2. Removal of the lead tends to cause fouling and carbon impact damage, impaired heat transfer - leading to chronic overheating and consequent softening of valve and seat, sometimes with attendant cracking. These phenomena are aggravated by welding and pairing, corrosion and oxidation. The ultimate end result of running with an unsuitable valve-seat combination is valve recession, a very extreme condition where the valve becomes so distorted it is actually pulled into the throat.

3. The principal factor insofar as leaded/unleaded is valve head temperature; even in a sodium-cooled valve typically the contact face still passes 70% or more of the heat transfer from combustion process, only the balance going down the stem. The amount removed to the coolant by the stem varies according to the thermal properties of the guide, cast iron is a terrible medium for heat transfer, high copper alloys are about as good as you can get. Suffice to say, the better the guide, and valve-guide fit, the less the thermal load on the seat.
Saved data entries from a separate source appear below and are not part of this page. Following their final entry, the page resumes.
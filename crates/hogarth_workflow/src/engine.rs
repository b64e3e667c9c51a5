//! The bounded revision engine.
//!
//! Drives any "produce → judge → optionally improve" task through the
//! write / evaluate / rewrite step set. The engine is agnostic to artifact
//! shape; only the [`RevisionSteps`] implementation differs between the
//! prose and script pipelines.
//!
//! The revision loop is bounded by an explicit attempt counter checked
//! *before* the backward transition into rewriting. Evaluator scores come
//! from a generative judge and cannot be trusted to converge, so the
//! counter, not graph topology, is what guarantees termination.

use crate::{FailureInfo, RevisionPolicy, RunId, RunRegistry, RunSnapshot, RunState, WorkflowKind};
use async_trait::async_trait;
use hogarth_core::Evaluation;
use hogarth_error::HogarthResult;
use serde::Serialize;

/// The three steps of one revision pipeline.
///
/// Implementations call into the generative capability (or run
/// deterministic checks) and may fail for infrastructure reasons; the
/// engine turns any step failure into the run's terminal failed phase.
#[async_trait]
pub trait RevisionSteps: Send + Sync {
    /// Submission payload for this pipeline.
    type Input: Send + Sync;
    /// The artifact produced and revised by this pipeline.
    type Artifact: Clone + Serialize + Send + Sync;

    /// Produce the initial artifact from the input.
    async fn write(&self, input: &Self::Input) -> HogarthResult<Self::Artifact>;

    /// Score the current artifact.
    async fn evaluate(&self, artifact: &Self::Artifact) -> HogarthResult<Evaluation>;

    /// Improve the artifact using the evaluator's feedback.
    ///
    /// The original input is available for reference; the script rewriter,
    /// for instance, shows the source story alongside the feedback.
    async fn rewrite(
        &self,
        input: &Self::Input,
        artifact: &Self::Artifact,
        evaluation: &Evaluation,
    ) -> HogarthResult<Self::Artifact>;
}

/// Final result of a completed run.
#[derive(Debug, Clone)]
pub struct RevisionOutcome<A> {
    /// The accepted artifact (possibly sub-threshold after exhaustion)
    pub artifact: A,
    /// The evaluation that accompanied acceptance
    pub evaluation: Evaluation,
    /// Rewrites performed
    pub attempts: u32,
}

/// Publishes a run's state transitions to the registry.
///
/// Each transition becomes a whole-snapshot replacement, so pollers see
/// phase, attempts, score and result move together.
pub struct RunHandle {
    registry: RunRegistry,
    last: RunSnapshot,
}

impl RunHandle {
    /// Register a pending run and return its handle.
    pub async fn create(registry: RunRegistry, run_id: RunId, kind: WorkflowKind) -> Self {
        let snapshot = RunSnapshot::pending(run_id, kind);
        registry.create(snapshot.clone()).await;
        Self {
            registry,
            last: snapshot,
        }
    }

    /// Register a pending run carrying its submission payload.
    pub async fn create_with_input<I: Serialize>(
        registry: RunRegistry,
        run_id: RunId,
        kind: WorkflowKind,
        input: &I,
    ) -> Self {
        let snapshot = RunSnapshot::pending(run_id, kind).with_input(input);
        registry.create(snapshot.clone()).await;
        Self {
            registry,
            last: snapshot,
        }
    }

    /// The id of the run this handle publishes for.
    pub fn run_id(&self) -> RunId {
        self.last.run_id
    }

    async fn publish<A: Serialize>(&mut self, state: &RunState<A>) {
        self.last = self.last.advanced(state);
        self.registry.publish(self.last.clone()).await;
    }
}

/// Drives one pipeline's steps through the bounded revision state machine.
///
/// ```text
/// PENDING → WRITING → EVALUATING → (REWRITING → EVALUATING)? → DONE | FAILED
/// ```
///
/// Guarantees, regardless of evaluator behavior:
/// - at most `1 + (max_attempts + 1) + max_attempts` step calls per run;
/// - a sub-threshold score after exhausting the attempt budget is
///   *accepted*: the run ends `Done` with its best effort, never `Failed`;
/// - a step failure ends the run `Failed`, preserving the last good
///   artifact when one exists.
pub struct RevisionEngine<S: RevisionSteps> {
    steps: S,
    policy: RevisionPolicy,
}

impl<S: RevisionSteps> RevisionEngine<S> {
    /// Create an engine from a step set and its transition policy.
    pub fn new(steps: S, policy: RevisionPolicy) -> Self {
        Self { steps, policy }
    }

    /// Access the underlying step set.
    pub fn steps(&self) -> &S {
        &self.steps
    }

    /// Execute one run to a terminal phase, publishing every transition.
    ///
    /// # Errors
    ///
    /// Returns the step error that terminated the run; the failed snapshot
    /// has already been published when this returns `Err`.
    #[tracing::instrument(skip(self, input, handle), fields(run_id = %handle.run_id()))]
    pub async fn run(
        &self,
        input: &S::Input,
        handle: &mut RunHandle,
    ) -> HogarthResult<RevisionOutcome<S::Artifact>> {
        let threshold = *self.policy.threshold();
        let max_attempts = *self.policy.max_attempts();
        tracing::debug!(threshold, max_attempts, "Starting revision run");

        handle.publish(&RunState::<S::Artifact>::Writing).await;
        let mut artifact = match self.steps.write(input).await {
            Ok(artifact) => artifact,
            Err(e) => {
                tracing::error!(error = %e, "Writer step failed");
                handle
                    .publish(&RunState::<S::Artifact>::Failed {
                        error: FailureInfo::from(&e),
                        artifact: None,
                        evaluation: None,
                        attempts: 0,
                    })
                    .await;
                return Err(e);
            }
        };

        let mut attempts = 0u32;
        let mut last_evaluation: Option<Evaluation> = None;

        loop {
            handle
                .publish(&RunState::Evaluating {
                    artifact: artifact.clone(),
                    attempts,
                })
                .await;

            let evaluation = match self.steps.evaluate(&artifact).await {
                Ok(evaluation) => evaluation,
                Err(e) => {
                    tracing::error!(error = %e, attempts, "Evaluator step failed");
                    handle
                        .publish(&RunState::Failed {
                            error: FailureInfo::from(&e),
                            artifact: Some(artifact),
                            evaluation: last_evaluation,
                            attempts,
                        })
                        .await;
                    return Err(e);
                }
            };

            tracing::info!(score = evaluation.score, attempts, "Evaluation complete");

            // The counter is checked here, before any backward transition,
            // so the loop is provably bounded whatever the scores do.
            if evaluation.score >= threshold || attempts >= max_attempts {
                if evaluation.score < threshold {
                    tracing::warn!(
                        score = evaluation.score,
                        attempts,
                        "Attempt budget exhausted; accepting best effort"
                    );
                }
                handle
                    .publish(&RunState::Done {
                        artifact: artifact.clone(),
                        evaluation: evaluation.clone(),
                        attempts,
                    })
                    .await;
                return Ok(RevisionOutcome {
                    artifact,
                    evaluation,
                    attempts,
                });
            }

            handle
                .publish(&RunState::Rewriting {
                    artifact: artifact.clone(),
                    evaluation: evaluation.clone(),
                    attempts,
                })
                .await;

            match self.steps.rewrite(input, &artifact, &evaluation).await {
                Ok(rewritten) => {
                    attempts += 1;
                    artifact = rewritten;
                    last_evaluation = Some(evaluation);
                }
                Err(e) => {
                    tracing::error!(error = %e, attempts, "Rewriter step failed");
                    // Keep the pre-rewrite artifact as the best-effort result.
                    handle
                        .publish(&RunState::Failed {
                            error: FailureInfo::from(&e),
                            artifact: Some(artifact),
                            evaluation: Some(evaluation),
                            attempts,
                        })
                        .await;
                    return Err(e);
                }
            }
        }
    }
}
4. Steel alloys (containing nickel and chrome esp.) can be designed to have superior hardness, tensile strength, creep and stress-relaxation properties to cast irons, and are thus an obvious and suitable low-cost choice for exhaust valve seats. Whilst they have very poor heat transfer properties, they are less prone to pairing and welding, distortion under press/temp in the lead free situation. But, they offer no great advantage insofar as the longevity of the ex valve itself is concerned. They are best used with bronze/copper alloy guides on high- performance engines if unleaded is being used, though manufacturers tend to reserve these for turbocharged applications. The higher hardness of steel based inserts aids frictional properties.

5. Selected copper-based alloys, eg silicon/nickel/aluminium bronze, copper beryllium, in varying states, have outstanding thermal conductivity and thermal diffusivity, very high corrosion resistance, and do not exhibit any tendency at all to pair/weld with any valve matls.
The contact stress betw valve and seat is quite low in most applications, certainly a fraction of the proof stress of, for example, the super-high strength si/cu/ni insert material 'Trojan' from Columbia metals, 780 MPa and 200 HB. Since there is a far lower tendency anyway for the seat to overheat, hardness per se is not a principal issue with non-ferrous ex seat inserts in unleaded applications. Alloys in this range have typically lower frictional properties than ferrous ones, usually around 0.45-0.5, a factor which encourages valve 'rotation' and contact face cleaning.